The—take a breath—2009 New Music Miami ISCM Festival Series—exhale—opened Saturday night with Evan Ziporyn, one of the leading advocates of the bass clarinet offering a deftly varied concert of four works spotlighting his instrument.

Festival director Orlando Jacinto Garcia wisely elected to spread out the Florida International University festival this year rather than jamming all concerts into a single week as previously. There are five more events scheduled through May 3 at various venues.

Ziporyn is a genial individual and a brief discussion of the selections with Garcia made an apt prelude for the performances at the FIU Frost Museum of Art, with David Lang’s Press Release the lively opener.  Lang has morphed from antic pop beginnings as a cofounder of the Bang on a Can All Stars to respected composer, winning the 2008 Pulitzer Prize in Music.
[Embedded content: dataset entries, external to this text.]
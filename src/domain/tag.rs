use regex::Regex;
use std::sync::OnceLock;

fn release_tag_pattern() -> &'static Regex {
    static PATTERN: OnceLock<Regex> = OnceLock::new();
    PATTERN.get_or_init(|| Regex::new(r"^[0-9]{4}$").expect("static regex"))
}

/// A tag whose name is exactly four ASCII digits, e.g. `0042`.
///
/// Ordering follows the numeric value of the name, which for fixed-width
/// zero-padded names is also the lexical order.
#[derive(Debug, Clone, PartialEq, Eq, PartialOrd, Ord)]
pub struct ReleaseTag {
    number: u16,
    name: String,
}

impl ReleaseTag {
    /// Parse a tag name, returning `None` when it is not a four-digit release tag.
    pub fn parse(name: &str) -> Option<Self> {
        if !release_tag_pattern().is_match(name) {
            return None;
        }
        let number = name.parse::<u16>().ok()?;
        Some(ReleaseTag {
            number,
            name: name.to_string(),
        })
    }

    pub fn name(&self) -> &str {
        &self.name
    }

    pub fn number(&self) -> u16 {
        self.number
    }
}

/// Split tag names into four-digit release tags (sorted oldest first) and
/// everything else (in input order).
pub fn partition_release_tags<S: AsRef<str>>(names: &[S]) -> (Vec<ReleaseTag>, Vec<String>) {
    let mut valid = Vec::new();
    let mut invalid = Vec::new();

    for name in names {
        let name = name.as_ref();
        match ReleaseTag::parse(name) {
            Some(tag) => valid.push(tag),
            None => invalid.push(name.to_string()),
        }
    }

    valid.sort();
    (valid, invalid)
}
//! Workflow orchestration, decoupled from argument parsing

pub mod orchestration;

pub use orchestration::{
    run_branch_cleanup, run_tag_cleanup, BranchCleanupArgs, RunOutcome, TagCleanupArgs,
};
use accel_core::Failure;
use async_trait::async_trait;

use crate::error::RecoveryError;

/// One way of recovering from a class of failures.
///
/// The manager picks the highest-priority strategy whose `can_handle`
/// accepts the failure. A strategy either completes every step or returns the
/// first error; it never reports partial success.
#[async_trait]
pub trait RecoveryStrategy: Send + Sync {
    /// Name recorded on every attempt made with this strategy.
    fn name(&self) -> &str;

    fn can_handle(&self, failure: &Failure) -> bool;

    async fn recover(&self, failure: &Failure) -> Result<(), RecoveryError>;

    /// Higher runs first.
    fn priority(&self) -> i32;
}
Lang wrote Press Release for Ziporyn in 1991 and describes it as a collision of “Johann Sebastian Bach and James Brown.”

I hear more Brown than Bach in Lang’s rock-funk style, with emphatic bass lines contrasted against long-limbed melodies on top. The lines grow increasingly elaborate and complex, mixing and separating. Like many a Lang work, it’s a bit repetitive and goes on too long for its material but the music received vital and energetic advocacy by its dedicatee, Ziporyn.

Garcia’s own Sombras Sobre Parque Central (shadows over Central Park) was written in Caracas in 2003 at a time of much political strife in ever-turbulent Venezuela, and expresses the composer’s longing for a peaceful respite.  It’s characteristic of Garcia’s music with a meditative, concentrated expression, though his pointillist style of acutely colored hues and precise balances are a bit diluted when scored for a single solo instrument. Still, it’s a compelling atmospheric work with haunting wind noise and slowly mutating fragments. Ziporyn made a worthy case, handling the  multiphonics, humming while playing and other challenges with fine skill and facility.
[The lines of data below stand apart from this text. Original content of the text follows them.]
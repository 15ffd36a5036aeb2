pub mod error;
pub mod manager;
pub mod stats;

pub use error::ResourceError;
pub use manager::{CachePayload, ResourceManager};
pub use stats::ResourceStats;
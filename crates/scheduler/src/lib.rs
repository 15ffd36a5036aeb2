//! Priority-ordered task admission under a concurrency cap.
//!
//! Tasks wait in a priority queue until both a running slot and their
//! resource request are available. Each admitted task runs in its own tokio
//! task bounded by an absolute deadline; on completion its resources go back
//! to the [`ResourceManager`](accel_resource::ResourceManager) and the queue
//! is tried again.

pub mod error;
pub mod events;
pub mod metrics;
pub mod queue;
pub mod runner;
pub mod task;
pub mod types;

pub use error::SchedulerError;
pub use events::TaskEvent;
pub use metrics::SchedulerMetrics;
pub use runner::Scheduler;
pub use task::{Task, TaskContext, TaskError};
pub use types::{Priority, TaskStatus};
use thiserror::Error;

#[derive(Debug, Error, Clone, PartialEq)]
pub enum TuningError {
    #[error("reduction fraction must be in (0, 1), got {0}")]
    InvalidFraction(f64),

    #[error("knob {0} is locked")]
    Locked(String),

    #[error("{0}")]
    Other(String),
}

/// An externally adjustable workload parameter (batch size, memory fraction, ...).
///
/// Recovery and reclamation paths may call `reduce_knob` concurrently and in
/// quick succession; implementations must tolerate that.
pub trait TuningKnob: Send + Sync {
    fn name(&self) -> &str;

    /// Shrink the knob by `fraction` of its current value (0.3 = 30% smaller).
    fn reduce_knob(&self, fraction: f64) -> Result<(), TuningError>;
}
Ziporyn showed he’s no slouch on the traditional clarinet with a combustible rendition of Steve Reich’s New York Counterpoint. The only repertory item heard Saturday, Reich’s work places the soloist’s real-time solo playing against pre-recorded tape of ten different clarinet lines (including two bass clarinets). It’s reflective  of Reich’s Minimalist style at its most bracing and communicative, and Ziporyn brought off the pulsing, shifting syncopations with immense verve and panache.
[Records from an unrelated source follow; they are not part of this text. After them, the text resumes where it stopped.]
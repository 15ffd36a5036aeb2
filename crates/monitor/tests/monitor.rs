use std::sync::Arc;
use std::time::Duration;

use accel_core::{
    MetricsError, MetricsSnapshot, MetricsSource, MonitorConfig, SimulatedDevice, TuningKnob,
};
use accel_monitor::{spawn_pressure_feedback, AlertMetric, BatchSizeKnob, PerformanceMonitor};
use tokio::sync::Notify;

struct BrokenSource;

#[async_trait::async_trait]
impl MetricsSource for BrokenSource {
    async fn latest_snapshot(&self) -> Result<MetricsSnapshot, MetricsError> {
        Err(MetricsError::Unavailable("nvml not loaded".into()))
    }
}

fn hot_snapshot() -> MetricsSnapshot {
    let mut snap = MetricsSnapshot::idle("gpu0");
    snap.memory_usage = 0.98;
    snap.temperature_c = 60.0;
    snap
}

#[tokio::test]
async fn history_is_bounded_and_latest_tracks_last_poll() {
    let device = Arc::new(SimulatedDevice::new("gpu0"));
    let monitor = PerformanceMonitor::new(
        device.clone(),
        MonitorConfig {
            history_limit: 3,
            ..MonitorConfig::default()
        },
    );
    assert!(monitor.latest().is_none());

    for i in 0..5 {
        let mut snap = MetricsSnapshot::idle("gpu0");
        snap.batch_size = i;
        device.set_snapshot(snap);
        monitor.poll_once().await.unwrap();
    }

    let batch_sizes: Vec<u32> = monitor.history().iter().map(|s| s.batch_size).collect();
    assert_eq!(batch_sizes, vec![2, 3, 4]);
    assert_eq!(monitor.latest().unwrap().batch_size, 4);
}

#[tokio::test]
async fn alerts_are_broadcast_to_every_subscriber() {
    let device = Arc::new(SimulatedDevice::new("gpu0"));
    device.set_snapshot(hot_snapshot());
    let monitor = PerformanceMonitor::new(device, MonitorConfig::default());
    let mut first = monitor.subscribe();
    let mut second = monitor.subscribe();

    monitor.poll_once().await.unwrap();

    let a = first.try_recv().unwrap();
    let b = second.try_recv().unwrap();
    assert_eq!(a.metric, AlertMetric::MemoryUsage);
    assert_eq!(a, b);
    assert!(first.try_recv().is_err());

    let json = serde_json::to_value(&a).unwrap();
    assert_eq!(json["metric"], "memory_usage");
}

#[tokio::test]
async fn source_errors_propagate_without_recording() {
    let monitor = PerformanceMonitor::new(Arc::new(BrokenSource), MonitorConfig::default());
    let err = monitor.poll_once().await.unwrap_err();
    assert!(matches!(err, MetricsError::Unavailable(_)));
    assert!(monitor.history().is_empty());
}

#[tokio::test]
async fn memory_alerts_shrink_the_knob() {
    let device = Arc::new(SimulatedDevice::new("gpu0"));
    device.set_snapshot(hot_snapshot());
    let monitor = PerformanceMonitor::new(device, MonitorConfig::default());
    let knob = Arc::new(BatchSizeKnob::new(256, 32, 512, 32, Duration::ZERO));

    let feedback = spawn_pressure_feedback(monitor.subscribe(), knob.clone(), 0.5);
    monitor.poll_once().await.unwrap();

    tokio::time::timeout(Duration::from_secs(1), async {
        while knob.current() == 256 {
            tokio::task::yield_now().await;
        }
    })
    .await
    .unwrap();
    assert_eq!(knob.current(), 128);
    assert_eq!(knob.name(), "batch_size");

    // Dropping the monitor closes the channel and ends the bridge.
    drop(monitor);
    tokio::time::timeout(Duration::from_secs(1), feedback)
        .await
        .unwrap()
        .unwrap();
}

#[tokio::test(start_paused = true)]
async fn spawned_monitor_polls_on_interval() {
    let device = Arc::new(SimulatedDevice::new("gpu0"));
    let monitor = Arc::new(PerformanceMonitor::new(device, MonitorConfig::default()));
    let shutdown = Arc::new(Notify::new());

    let handle = monitor.spawn(Duration::from_secs(10), shutdown.clone());
    // First tick fires immediately, then every 10s.
    tokio::time::sleep(Duration::from_secs(25)).await;
    assert_eq!(monitor.history().len(), 3);

    shutdown.notify_waiters();
    tokio::time::timeout(Duration::from_secs(1), handle)
        .await
        .unwrap()
        .unwrap();
}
Ziporyn saved the best, for last with his own Walk the Dog. Despite the offhand title, his composition amounts to a substantial 25-minute concerto for bass clarinet. Like the Reich piece, it juxtaposes live solo playing against a pre-recorded backing—in this case an offbeat  world-music electronic mélange, including Gambian harps, Balinese frogs, and what sounds like thundering elephants at one point.

Yet Walk the Dog is not a gimmicky piece, and the ever-churning electronic backdrop is a worthy canvas for Ziporyn’s high-stepping jazz solos and an array of agile multiple voicings and highly contrasted colors.  If the concerto is closer to jazz than the Western classical tradition, it suits Ziporyn’s populist style, and Walk the Dog is an original, well crafted and enjoyable work that need make no apologies for its far-flung influences.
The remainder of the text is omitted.